Posted on January 20, 2009 by Ray Robinson
I’ve been absent from the blog for ages – since November 3 to be exact – and it took a SEO expert taking a swipe at my Google AdWords approach to get me writing again… Go figure… I’d also said that this blog wouldn’t be a forum just to promote Dog Ear Publishing, but a place to provide concrete facts and strategies for self published authors.
Brian Pasch – the brains and brawn behind SEO company Pasch Consulting Group – has been hired by a competitor of Dog Ear Publishing named Tate Publishing. Dog Ear runs very agressive Google AdWords campaigns on all of our competitors – including Tate Publishing. In short, our ‘ad’ on Google says “Don’t Use Tate Publishing” 0r “Don’t Use This Publisher” – followed by “Until you read this review of their costs and services.” The ads then link to a page on the Dog Ear site that compares the publisher, using data from the publishers site, to Dog Ear. Topics covered are contract, costs, book printing prices, author profit and many others.
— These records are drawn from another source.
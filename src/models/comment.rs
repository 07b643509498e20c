use serde::{Deserialize, Serialize};
use sqlx::FromRow;

/// Timestamp layout used for comment dates, e.g. `07.03.2025 18:42`.
pub const COMMENT_DATE_FORMAT: &str = "%d.%m.%Y %H:%M";

#[derive(Debug, Clone, FromRow, Serialize, Deserialize)]
pub struct Comment {
    pub id: i64,
    pub user_id: i64,
    pub landmark_id: i64,
    pub comment: String,
    pub date: String,
}

/// A comment as shown under a landmark, joined with its author.
#[derive(Debug, Clone, FromRow, Serialize, Deserialize)]
pub struct LandmarkComment {
    pub id: i64,
    pub user_id: i64,
    pub comment: String,
    pub date: String,
    pub user_name: String,
    pub avatar_uri: String,
}

/// A comment as shown in its author's review list, joined with the catalog.
#[derive(Debug, Clone, Serialize, Deserialize)]
pub struct Review {
    pub id: i64,
    pub landmark_id: i64,
    pub landmark_name: String,
    pub comment: String,
    pub date: String,
}

#[derive(Debug, Clone, Deserialize)]
pub struct NewComment {
    pub user_id: i64,
    pub landmark_id: i64,
    pub comment: String,
    /// Sent by older clients; the server always stamps its own time.
    #[serde(default)]
    pub date: Option<String>,
}
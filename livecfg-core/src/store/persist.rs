//! Crash-safe file replacement
//!
//! Content goes to a temporary file in the destination's directory, is
//! fsynced, and is then renamed over the destination. Readers see either the
//! old file or the new one.

use std::fs;
use std::io::Write;
use std::path::Path;

use tempfile::NamedTempFile;
use tracing::debug;

use livecfg_utils::{LivecfgError, Result};

/// Atomically replace `path` with `bytes`
pub fn write_atomic(path: &Path, bytes: &[u8]) -> Result<()> {
    write_atomic_with(path, bytes, |temp, dest| {
        temp.persist(dest).map(|_| ()).map_err(|e| e.error)
    })
}

/// Like [`write_atomic`] with a caller-supplied commit step
///
/// `commit` receives the fully written and synced temp file. If it fails, the
/// temp file is dropped (and thereby deleted) and the destination is left
/// as it was.
pub fn write_atomic_with<F>(path: &Path, bytes: &[u8], commit: F) -> Result<()>
where
    F: FnOnce(NamedTempFile, &Path) -> std::io::Result<()>,
{
    let dir = match path.parent() {
        Some(p) if !p.as_os_str().is_empty() => p,
        _ => Path::new("."),
    };
    fs::create_dir_all(dir).map_err(|e| LivecfgError::FileWrite {
        path: dir.to_path_buf(),
        source: e,
    })?;

    let prefix = format!(
        ".{}.",
        path.file_name()
            .map(|n| n.to_string_lossy().into_owned())
            .unwrap_or_else(|| "livecfg".to_string())
    );

    let mut temp = tempfile::Builder::new()
        .prefix(&prefix)
        .suffix(".tmp")
        .tempfile_in(dir)
        .map_err(|e| LivecfgError::save(path, format!("failed to create temp file: {}", e)))?;

    temp.write_all(bytes)
        .map_err(|e| LivecfgError::save(path, format!("failed to write temp file: {}", e)))?;
    temp.flush()
        .map_err(|e| LivecfgError::save(path, format!("failed to flush temp file: {}", e)))?;
    temp.as_file()
        .sync_all()
        .map_err(|e| LivecfgError::save(path, format!("failed to sync temp file: {}", e)))?;

    commit(temp, path)
        .map_err(|e| LivecfgError::save(path, format!("failed to rename temp file: {}", e)))?;

    sync_dir(dir);
    debug!("Atomically wrote {} ({} bytes)", path.display(), bytes.len());
    Ok(())
}

#[cfg(unix)]
fn sync_dir(dir: &Path) {
    if let Err(e) = fs::File::open(dir).and_then(|d| d.sync_all()) {
        debug!("Directory sync skipped for {}: {}", dir.display(), e);
    }
}

#[cfg(not(unix))]
fn sync_dir(_dir: &Path) {}
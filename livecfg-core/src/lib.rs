//! livecfg-core: Live configuration for long-running processes
//!
//! This crate provides:
//! - A dot-path addressed configuration document ([`ConfigDocument`])
//! - Durable storage with migration, repair, backups and atomic saves ([`ConfigStore`])
//! - A priority-ordered in-process event bus ([`EventBus`])
//! - A hot-swappable service registry ([`ServiceRegistry`])
//! - Ordered, fail-fast hot reload of affected services ([`HotReloadCoordinator`])
//! - The application-facing API tying them together ([`ConfigFacade`])

pub mod debounce;
pub mod diff;
pub mod document;
pub mod events;
pub mod facade;
pub mod hot_reload;
pub mod registry;
pub mod store;

pub use diff::ConfigDiff;
pub use document::{ConfigDocument, PathError};
pub use events::{
    ConfigChange, Event, EventBus, EventPayload, EventPriority, EventStats, ListenerId, PublishOutcome,
};
pub use facade::{ConfigFacade, FacadeOptions, DEFAULT_DEBOUNCE_WINDOW};
pub use hot_reload::{HotReloadCoordinator, ReloadReport, UnorderedPolicy, DEFAULT_RELOAD_ORDER};
pub use registry::{Reloadable, Service, ServiceFactory, ServiceRegistry};
pub use store::{BackupInfo, ConfigStore, LoadReport, LoadSource, StoreOptions};
//! Event values passed to listeners

use std::collections::BTreeSet;
use std::fmt;
use std::sync::Arc;

use chrono::{DateTime, Utc};
use serde::{Deserialize, Serialize};
use serde_json::Value;
use uuid::Uuid;

use crate::document::ConfigDocument;

/// Informational per-write event, payload `{"key", "value"}`
pub const SETTING_CHANGED: &str = "config_changed";
/// Published after every successful save
pub const CONFIG_SAVED: &str = "config_saved";
/// Published after a save with the full diff; drives hot reload
pub const CONFIG_CHANGED: &str = "config.changed";
/// Published when a save fails
pub const SAVE_FAILED: &str = "config.save_failed";
/// Published when the hot-reload chain stops early
pub const RELOAD_FAILED: &str = "config.reload_failed";

/// Urgency tag carried by an event
#[derive(Debug, Clone, Copy, Default, PartialEq, Eq, PartialOrd, Ord, Hash, Serialize, Deserialize)]
#[serde(rename_all = "lowercase")]
pub enum EventPriority {
    Low,
    #[default]
    Normal,
    High,
    Critical,
}

impl fmt::Display for EventPriority {
    fn fmt(&self, f: &mut fmt::Formatter<'_>) -> fmt::Result {
        let s = match self {
            EventPriority::Low => "low",
            EventPriority::Normal => "normal",
            EventPriority::High => "high",
            EventPriority::Critical => "critical",
        };
        f.write_str(s)
    }
}

/// Saved-document transition delivered on [`CONFIG_CHANGED`]
#[derive(Debug, Clone)]
pub struct ConfigChange {
    /// Monotonic per facade; a later save always carries a larger value
    pub generation: u64,
    pub changed_keys: BTreeSet<String>,
    pub old_config: Arc<ConfigDocument>,
    pub new_config: Arc<ConfigDocument>,
}

/// Event body
#[derive(Debug, Clone, Default)]
pub enum EventPayload {
    #[default]
    Empty,
    Json(Value),
    ConfigChange(Arc<ConfigChange>),
}

impl From<Value> for EventPayload {
    fn from(value: Value) -> Self {
        EventPayload::Json(value)
    }
}

impl From<ConfigChange> for EventPayload {
    fn from(change: ConfigChange) -> Self {
        EventPayload::ConfigChange(Arc::new(change))
    }
}

/// A published event
#[derive(Debug, Clone)]
pub struct Event {
    /// Correlates log lines for one publish
    pub id: Uuid,
    pub name: String,
    pub payload: EventPayload,
    pub priority: EventPriority,
    pub timestamp: DateTime<Utc>,
    pub source: Option<String>,
}

impl Event {
    pub fn new(name: impl Into<String>, payload: impl Into<EventPayload>) -> Self {
        Self {
            id: Uuid::new_v4(),
            name: name.into(),
            payload: payload.into(),
            priority: EventPriority::Normal,
            timestamp: Utc::now(),
            source: None,
        }
    }

    pub fn with_priority(mut self, priority: EventPriority) -> Self {
        self.priority = priority;
        self
    }

    pub fn with_source(mut self, source: impl Into<String>) -> Self {
        self.source = Some(source.into());
        self
    }

    pub fn json(&self) -> Option<&Value> {
        match &self.payload {
            EventPayload::Json(value) => Some(value),
            _ => None,
        }
    }

    pub fn config_change(&self) -> Option<&ConfigChange> {
        match &self.payload {
            EventPayload::ConfigChange(change) => Some(change),
            _ => None,
        }
    }
}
Is this sort of Google Adwords ad going too far? I don’t think so – I believe every author should stop and read the comparisons. And not just because I think Dog Ear is better – but because we draw attention to some of the most challenging weaknesses in the self publishing industry. We don’t claim to be the publisher for everyone – and even show circumstances where Dog Ear is probably NOT the best choice – but we do claim to be one of the only ones willing to show authors the truth. And – we encourage every author to completely research their chose self publishing companies – don’t rely on our data. Its a part of the reason we put our data on our site – in plain sight – so that you may conduct your research without feeling pressured by a sales person on the phone.
Want to find out more? You can find Brian Pasch’s comments here - commenting on a post Joe Wikert wrote about Dog Ear Publishing – and here on his blog.
He (Brian) raises interesting points, even though he is employed by Tate Publishing to help raise their presence on the web. The online world is always struggling to come-of-age – but it’s still a Wild-West sort of place where anyone (especially self-publishing companies) can make any unfounded claim about how great their service offerings happen to be… Usually without getting called out for their false statements – I believe that ‘in-your-face’ marketing may appear on the surface to be unpleasant – but what about when it truly makes you a better consumer by providing information not found anywhere else? Is it then worth the ‘detour’ it took you on to make you a smarter consumer?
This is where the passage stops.